Recorded data

//! Connector error model.

use std::time::Duration;

use thiserror::Error;

/// Result type used across the connector.
pub type ConnectorResult<T> = Result<T, ConnectorError>;

/// Rejection from a resource constructor (malformed upstream object).
#[derive(Debug, Error, Clone, PartialEq, Eq)]
pub enum ResourceError {
    #[error("resource of type '{resource_type}' has an empty id")]
    EmptyId { resource_type: String },

    #[error("resource type id is empty")]
    EmptyResourceType,

    #[error("unsupported {kind} version '{version}' for '{name}'")]
    UnsupportedVersion {
        kind: String,
        version: String,
        name: String,
    },
}

/// Connector-level error.
///
/// Nothing is retried at this layer; each variant is surfaced to the caller
/// as-is.
#[derive(Debug, Error, Clone, PartialEq, Eq)]
pub enum ConnectorError {
    /// Missing or conflicting configuration (address, credential sources).
    #[error("configuration error: {0}")]
    Config(String),

    /// Connection or credential rejected by the upstream backend.
    #[error("authentication failed: {0}")]
    Auth(String),

    /// A principal or role is missing upstream.
    #[error("not found: {0}")]
    NotFound(String),

    /// A non-user principal was presented to a role-membership operation.
    #[error("invalid principal type '{principal_type}': {message}")]
    InvalidPrincipalType {
        principal_type: String,
        message: String,
    },

    /// Upstream rejected a mutation because of a concurrent change.
    #[error("conflict: {0}")]
    Conflict(String),

    /// Input or upstream mutation failed validation.
    #[error("validation failed: {0}")]
    Validation(String),

    /// A resource mapper rejected an upstream object.
    #[error("mapping failed: {0}")]
    Mapping(#[from] ResourceError),

    /// Any other upstream transport failure, passed through verbatim.
    #[error("upstream transport failure: {0}")]
    Transport(String),

    /// A bounded operation did not finish in time.
    #[error("timed out after {0:?}")]
    Timeout(Duration),
}

impl ConnectorError {
    pub fn config(msg: impl Into<String>) -> Self {
        Self::Config(msg.into())
    }

    pub fn auth(msg: impl Into<String>) -> Self {
        Self::Auth(msg.into())
    }

    pub fn not_found(msg: impl Into<String>) -> Self {
        Self::NotFound(msg.into())
    }

    pub fn invalid_principal_type(
        principal_type: impl Into<String>,
        msg: impl Into<String>,
    ) -> Self {
        Self::InvalidPrincipalType {
            principal_type: principal_type.into(),
            message: msg.into(),
        }
    }

    pub fn conflict(msg: impl Into<String>) -> Self {
        Self::Conflict(msg.into())
    }

    pub fn validation(msg: impl Into<String>) -> Self {
        Self::Validation(msg.into())
    }

    pub fn transport(msg: impl Into<String>) -> Self {
        Self::Transport(msg.into())
    }

    /// Fatal for the whole sync pass (as opposed to a single operation).
    pub fn is_fatal(&self) -> bool {
        matches!(self, Self::Config(_) | Self::Auth(_))
    }
}

#[cfg(test)]
mod tests {
    use super::*;

    #[test]
    fn resource_error_becomes_mapping_error() {
        let err: ConnectorError = ResourceError::EmptyId {
            resource_type: "node".into(),
        }
        .into();

        assert!(matches!(err, ConnectorError::Mapping(_)));
        assert!(err.to_string().contains("node"));
    }

    #[test]
    fn only_config_and_auth_are_fatal() {
        assert!(ConnectorError::config("x").is_fatal());
        assert!(ConnectorError::auth("x").is_fatal());
        assert!(!ConnectorError::not_found("alice").is_fatal());
        assert!(!ConnectorError::conflict("stale").is_fatal());
    }
}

» **Task statement**
Which lines of the data contain the string "credential"? Copy each one.

» **Solution to this problem**
    /// Missing or conflicting configuration (address, credential sources).
    /// Connection or credential rejected by the upstream backend.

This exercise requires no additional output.